Pourquoi les jeunes TC préfèrent-ils être conseiller plutôt que commercial ?

« Je souhaite être utile en apportant des conseils de qualité aux agriculteurs ». Cette phrase résonne encore en moi. Pendant toute la journée, j’ai été immergé pour le compte d’un client dans le processus de recrutement de jeunes TC lors de ce que l’on pourrait appeler des speed dating professionnels. Tous sans exception ont formulé cette ambition de devenir « conseiller », « expert ». Être vu comme un expert technique semble être le graal pour bon nombre de ces jeunes en recherche de travail dans le monde agricole.

« Si je poste une annonce pour devenir « nutritionniste » j’ai des candidatures. Par contre, si je nomme le poste technico-commercial, cela devient beaucoup plus dur ». Le directeur commercial semble lui un peu désabusé et conscient de la difficulté d’intégrer ces jeunes et de les amener à accepter la dimension commerciale de leur travail.

Je mesure alors ce que vit un jeune à qui lors du recrutement on vante la partie « conseil » du métier de TC de l’agrodistribution et qui prend conscience lors de ces premières années de l’âpreté du marché et de l’impérieuse nécessité d’intégrer que le prérequis pour délivrer du conseil…c’est de savoir le vendre !

Il s’agit d’une totale inversion des leviers de conviction qui doit se jouer à mon avis dès l’intégration des jeunes TC. Le commerce permet de faire du conseil et non l’inverse ! Et il semble clair que les parcours d’intégration des jeunes doivent prendre en compte cet élément. C’est LE moment pendant lequel on doit réussir à convaincre un jeune TC que savoir vendre et valoriser son conseil, que ce soit dans le cadre d’une offre globale (produits/services) ou d’une offre de services est VITAL. Sans cela, le conseil deviendra un dû dans la relation avec les agriculteurs et sonnera la fin de leurs ambitions de devenir un conseiller reconnu qui se donne les moyens de développer de nouvelles parts de marché et de résister à la pression concurrentielle qui fait rage sur le terrain.

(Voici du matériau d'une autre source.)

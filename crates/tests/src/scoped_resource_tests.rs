use pretty_assertions::assert_eq;
use std::cell::RefCell;
use std::collections::HashMap;
use std::rc::Rc;

use shared_ui::scoped::{
    DocumentResource, OutsideClickScope, ResourceGuard, ResourceHost, ResourceId,
};
use shared_ui::selection::{CloseReason, One, SelectionMachine};

type Callbacks = Rc<RefCell<HashMap<ResourceId, (DocumentResource, Box<dyn FnMut()>)>>>;

/// Stands in for the browser document: remembers live resources and lets the
/// test fire them.
#[derive(Clone, Default)]
struct FakeDocument {
    live: Callbacks,
}

impl FakeDocument {
    fn live_count(&self) -> usize {
        self.live.borrow().len()
    }

    fn scroll_locked(&self) -> bool {
        self.live
            .borrow()
            .values()
            .any(|(resource, _)| *resource == DocumentResource::ScrollLock)
    }

    /// Deliver a click outside every boundary except `inside`.
    fn click_outside(&self, inside: Option<&str>) {
        let mut live = self.live.borrow_mut();
        for (resource, callback) in live.values_mut() {
            if let DocumentResource::OutsideClick { boundary_id, .. } = resource {
                if Some(boundary_id.as_str()) != inside {
                    callback();
                }
            }
        }
    }

    fn press_escape(&self) {
        let mut live = self.live.borrow_mut();
        for (resource, callback) in live.values_mut() {
            if *resource == DocumentResource::EscapeKey {
                callback();
            }
        }
    }
}

impl ResourceHost for FakeDocument {
    fn acquire(&self, id: ResourceId, resource: &DocumentResource, on_fire: Box<dyn FnMut()>) {
        self.live.borrow_mut().insert(id, (resource.clone(), on_fire));
    }

    fn release(&self, id: ResourceId, _resource: &DocumentResource) {
        self.live.borrow_mut().remove(&id);
    }
}

type Machine = Rc<RefCell<SelectionMachine<String, One>>>;

fn open_dropdown(
    doc: &FakeDocument,
    boundary_id: &str,
    scope: OutsideClickScope,
) -> (Machine, ResourceGuard<FakeDocument>) {
    let machine: Machine = Rc::default();
    machine.borrow_mut().open();
    let target = machine.clone();
    let guard = ResourceGuard::acquire(
        doc.clone(),
        DocumentResource::OutsideClick {
            boundary_id: boundary_id.to_string(),
            scope,
        },
        move || {
            target.borrow_mut().close(CloseReason::OutsideClick);
        },
    );
    (machine, guard)
}

#[test]
fn clicking_inside_one_dropdown_closes_the_other() {
    let doc = FakeDocument::default();
    let (court, _court_guard) = open_dropdown(&doc, "court", OutsideClickScope::Shared);
    let (sort, _sort_guard) = open_dropdown(&doc, "sort", OutsideClickScope::PerInstance);
    assert_eq!(doc.live_count(), 2);

    doc.click_outside(Some("court"));

    assert!(court.borrow().is_open());
    assert!(!sort.borrow().is_open());
}

#[test]
fn closing_each_dropdown_releases_its_listener() {
    let doc = FakeDocument::default();
    let (_, court_guard) = open_dropdown(&doc, "court", OutsideClickScope::Shared);
    let (_, year_guard) = open_dropdown(&doc, "year", OutsideClickScope::Shared);

    let mut slots = vec![Some(court_guard), Some(year_guard)];
    slots[0] = None;
    assert_eq!(doc.live_count(), 1);
    slots.clear();
    assert_eq!(doc.live_count(), 0);
}

#[test]
fn modal_locks_scroll_and_closes_on_escape() {
    let doc = FakeDocument::default();
    let closed = Rc::new(RefCell::new(false));

    let mut modal = Some({
        let closed = closed.clone();
        (
            ResourceGuard::acquire(doc.clone(), DocumentResource::ScrollLock, || {}),
            ResourceGuard::acquire(doc.clone(), DocumentResource::EscapeKey, move || {
                *closed.borrow_mut() = true;
            }),
        )
    });
    assert!(doc.scroll_locked());

    doc.press_escape();
    assert!(*closed.borrow());

    drop(modal.take());
    assert!(!doc.scroll_locked());
    assert_eq!(doc.live_count(), 0);
}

Je me replonge alors dans les tours de table de nos cycles de formation commerciale initiatique : d’un côté les jeunes TC expriment de manière assez homogène cette volonté de se positionner en conseiller : « apporter des solutions aux agriculteurs », « proposer des idées nouvelles », « être le conseiller, plutôt que le commercial », « les accompagner dans leurs démarches, être proche des agriculteurs et pas seulement pour vendre » !

Et de l’autre, lorsqu’on les fait réagir sur ce qu’évoque le commerce pour eux, les réponses fusent : « de la négociation prix », « du marchandage » pour certains et « du relationnel », « installer une relation de confiance » pour d’autres…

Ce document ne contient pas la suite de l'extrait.